Business tips for New or Relatively New Businesses Part 2 of 3

By Tom Grandy, Founder

In Part 1, we covered several “tips” for new or relatively new company owners in the areas of labor pricing, Chart of Account, QuickBooks tips and the use of partners like your CPA.  This month we will continue our discussion covering several additional areas. 

  • Join A Mixed Group – It is strongly suggested your company become part of a mixed group. Input from peers outside of your company can be invaluable in terms of growing your company.  Remember, pride comes before the fall.  Be willing to receive outside suggestions, especially if they come from contractors that have been in business much longer than you have.
  • Have the Office Manager Take $100/week Out of The Company Checkbook for Personal Savings – Saving money is tough, especially when the company is young. However, saving a little bit consistently can produce significant savings over time.  I promise you by taking $100 out of the company checkbook once a week will not cause the company to fail.  Saving $100/week results in $5,200 in savings over the year plus growth!  The stock market historically has an average return of 10%-12% over time.  Saving $100/week, over five years will result in savings in excess of roughly $35,000.  Over ten years the number grows to nearly $100,000.  The key is to have the office manager take the $100 out each week and place it in a mutual fund.  Tell them not to ask questions, just do it!  I can’t tell you how many contractors have come up to me at National conventions to tell me that is the best thing they ever did for themselves. 
  • 100% Customer Satisfaction – There will be times when the company will need to pay out some money because of a dissatisfied customer. It always hurts when money has to be spent in that way.  The solution is to build 1% to 2% of the company’s estimated gross sales into the overhead, just like rent, utilities, insurance, etc.  The 1% to 2% percent then becomes part of the overhead costs and therefore part of the company’s hourly rate.  1% or 2% of $500,000 in gross sales is $5,000 to $10,000.  That is a pretty nice pool to draw from should the need arise.
  • Build Credit Card Fees into Overhead – Credit cards are a fact of life. A huge percentage of customers are paying via credit card and the percentage is growing.  Some use credit cards because they lack funds.  Others do it to utilize the benefits/points offered.  No matter the reason, the company is going to have to pay from 1%-3% for accepting their credit card.  That’s expensive.  The answer is to build that cost into the company overhead and therefore into your hourly rate. 
  • Some companies simply build 1% to 3% of their total gross sales into the overhead costs. 
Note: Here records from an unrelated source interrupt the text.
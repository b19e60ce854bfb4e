use anyhow::{Context, Result, bail};

use casagen_lib::snapshot::{HistoryKey, SnapshotError, SnapshotStore};

use crate::output::{print_info, print_success};

pub fn cmd_rollback(store: &SnapshotStore, key: &str) -> Result<()> {
  match store.rollback(&HistoryKey::new(key)) {
    Ok(backup) => {
      print_success(&format!("Rolled back to {key}"));
      if let Some(backup) = backup {
        print_info(&format!("Previous metadata saved as {backup}"));
      }
      Ok(())
    }
    Err(SnapshotError::NotFound { available, .. }) if available.is_empty() => {
      bail!("History entry '{key}' not found; history is empty")
    }
    Err(SnapshotError::NotFound { available, .. }) => {
      bail!(
        "History entry '{key}' not found. Available entries:\n  {}",
        available.join("\n  ")
      )
    }
    Err(e) => Err(e).context("Rollback failed"),
  }
}
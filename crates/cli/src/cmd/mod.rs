mod config;
mod diff;
mod edit;
mod history;
mod rollback;
mod show;
mod update;

pub use config::cmd_config;
pub use diff::cmd_diff;
pub use edit::cmd_edit;
pub use history::{HistoryCommand, cmd_history};
pub use rollback::cmd_rollback;
pub use show::cmd_show;
pub use update::{UpdateArgs, cmd_update};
The benefits are significant:

If the customer uses their credit card, the fee is covered in the rate.

If they don’t use a credit card, the company can offer a 2% discount if payment is made by a specific time.

If the customer fails to pay on time, there is a 2% late fee already built into the pricing.

  • Create a Totally Separate Payroll Checking Account – Out of sight, out of mind. When payroll taxes (Individual, State and Federal withholding taxes and company matching taxes) are left in the company’s operating checkbook, there is a tendency to want to use those funds for other purposes.  Taxes, all taxes, will need to be paid in full and on time!  Failure to do so can get very expensive, including jail time.  The answer is to shift all payroll dollars, including company matching taxes, into a totally separate payroll checking account.  When checks are written out of that account the individual’s withholding taxes, and the company matching taxes remain, and are therefore available when those taxes must be paid.  Shifting payroll dollars into a totally separate checking account reduces the possibility of misusing those funds.
  • Create a Formal Collections Policy – Cash flow is critical and getting paid on time is a huge piece of that puzzle. It is suggested that the company create a formal written collections policy early in its life.  Once written, be sure it is utilized. 
  • Get Deposits – When contractors are asked during seminars if they get a deposit on jobs, typically less than half the class raise their hand. Those that do get deposits, routinely get a third to fifty percent down.  Why don’t the rest of the contractors in the room get deposits?  They don’t ask.  Getting a deposit on a job achieves two things:
  • Money up front, when properly handled, pays for materials and helps cash flow. It also allows the company to take advantage of any discounts distributors may offer for paying within 10 days of billing.
  • Deposits greatly reduce the possibility of a customer having the work done by someone else (even though they may have signed a contract) should they get tired of waiting during the busy season.